To some extent, Nicolescu and Gibbons et al. can be said to have spawned separate streams of transdisciplinary work. Scholars who have recently reviewed the literature (Segalàs & Tejedor, 2013, Augsburg, 2014, McGregor, 2015b) discern two main schools of thought pertaining to transdisciplinarity: the Nicolescuian school and the Zurich school, named after the International Congress held in that city in 2000 (see Thompson Klein et al., 2001). Nicolescu’s writing led to a new way of thinking about knowledge and inquiry that has included writing from ethical, metaphysical, and even mystical perspectives (see Nicolescu, 2008, de Mello, 2008, Voss, 2008), while the Zurich school has led to work aimed at designing and implementing tangible solutions to “real world” problems (Segalàs & Tejedor, 2013). While Nicolescuian transdisciplinarity emphasizes a concept of the human life world and lived meanings (following the philosophical traditions exemplified by Edmund Husserl, Martin Heidegger, and Ernst Cassirer), the Zurich tradition prioritizes the interface between science, society, and technology in the contemporary world, according to McGregor (2015b, see also Augsburg, 2014). Nicolescu himself (2008, pp. 12-13), observing the multiple approaches to transdisciplinarity, has opined that his own work represents theoretical transdisciplinarity while Gibbons and Nowotny represent phenomenological transdisciplinarity, meaning that it builds “models connecting the theoretical principles with the already observed experimental data, in order to predict further results” (Nicolescu, 2008, p. 12).

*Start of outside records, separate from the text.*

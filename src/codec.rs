//! Little-endian binary I/O helpers shared by every on-disk format in this
//! crate (`index.bin` for each index kind, `vectors.bin`).
//!
//! Every format here is hand-rolled rather than routed through a generic
//! serde backend: spec's on-disk layouts are bit-exact byte sequences, not
//! "whatever a derive happens to produce for this struct".

use crate::error::{Error, Result};
use std::io::{Read, Write};

pub(crate) fn write_magic(w: &mut impl Write, magic: &[u8; 4]) -> Result<()> {
    w.write_all(magic)?;
    Ok(())
}

pub(crate) fn read_magic(r: &mut impl Read, expected: &[u8; 4]) -> Result<()> {
    let mut buf = [0u8; 4];
    r.read_exact(&mut buf)
        .map_err(|_| Error::Serialization("truncated file: missing magic".to_string()))?;
    if &buf != expected {
        return Err(Error::Serialization(format!(
            "bad magic: expected {expected:?}, got {buf:?}"
        )));
    }
    Ok(())
}

pub(crate) fn write_u32(w: &mut impl Write, v: u32) -> Result<()> {
    w.write_all(&v.to_le_bytes())?;
    Ok(())
}

pub(crate) fn read_u32(r: &mut impl Read) -> Result<u32> {
    let mut buf = [0u8; 4];
    r.read_exact(&mut buf)
        .map_err(|_| Error::Serialization("truncated file: expected u32".to_string()))?;
    Ok(u32::from_le_bytes(buf))
}

pub(crate) fn write_u64(w: &mut impl Write, v: u64) -> Result<()> {
    w.write_all(&v.to_le_bytes())?;
    Ok(())
}

pub(crate) fn read_u64(r: &mut impl Read) -> Result<u64> {
    let mut buf = [0u8; 8];
    r.read_exact(&mut buf)
        .map_err(|_| Error::Serialization("truncated file: expected u64".to_string()))?;
    Ok(u64::from_le_bytes(buf))
}

pub(crate) fn write_f32(w: &mut impl Write, v: f32) -> Result<()> {
    w.write_all(&v.to_le_bytes())?;
    Ok(())
}

pub(crate) fn read_f32(r: &mut impl Read) -> Result<f32> {
    let mut buf = [0u8; 4];
    r.read_exact(&mut buf)
        .map_err(|_| Error::Serialization("truncated file: expected f32".to_string()))?;
    Ok(f32::from_le_bytes(buf))
}

pub(crate) fn write_vector(w: &mut impl Write, v: &[f32]) -> Result<()> {
    for &x in v {
        write_f32(w, x)?;
    }
    Ok(())
}

pub(crate) fn read_vector(r: &mut impl Read, dim: usize) -> Result<Vec<f32>> {
    (0..dim).map(|_| read_f32(r)).collect()
}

2. Current Issues in Transdisciplinary Research

The appearance of two nearly simultaneous major statements on transdisciplinarity created something of a buzz and caused many researchers and educators to take notice. Through a range of disparate efforts, something approaching a consensus on what transdisciplinarity should be is emerging among researchers who are informed both by the Nicolescuians and the Zurichers. First, transdisciplinarity involves work that creatively re-imagines the disciplines and the possibilities for combining them (Castán Broto et al., 2002; Lawrence & Després, 2004). While the distinction between transdisciplinarity vis-à-vis multidisciplinarity (collected inputs from different disciplines without synthesis), and interdisciplinarity (collaboration between researchers from different disciplines aimed at a synthesis and integration of knowledge) need not be sharp or absolute, transdisciplinarity generally rejects the separation and distribution of topics and scholarly approaches into disciplinary “silos” (see Choi & Pak, 2006 for an explication and discussion of these terms). Transdisciplinary work challenges the entire framework of disciplinary thinking and seeks to assemble new approaches from scratch, using materials from existing scholarly disciplines for new purposes.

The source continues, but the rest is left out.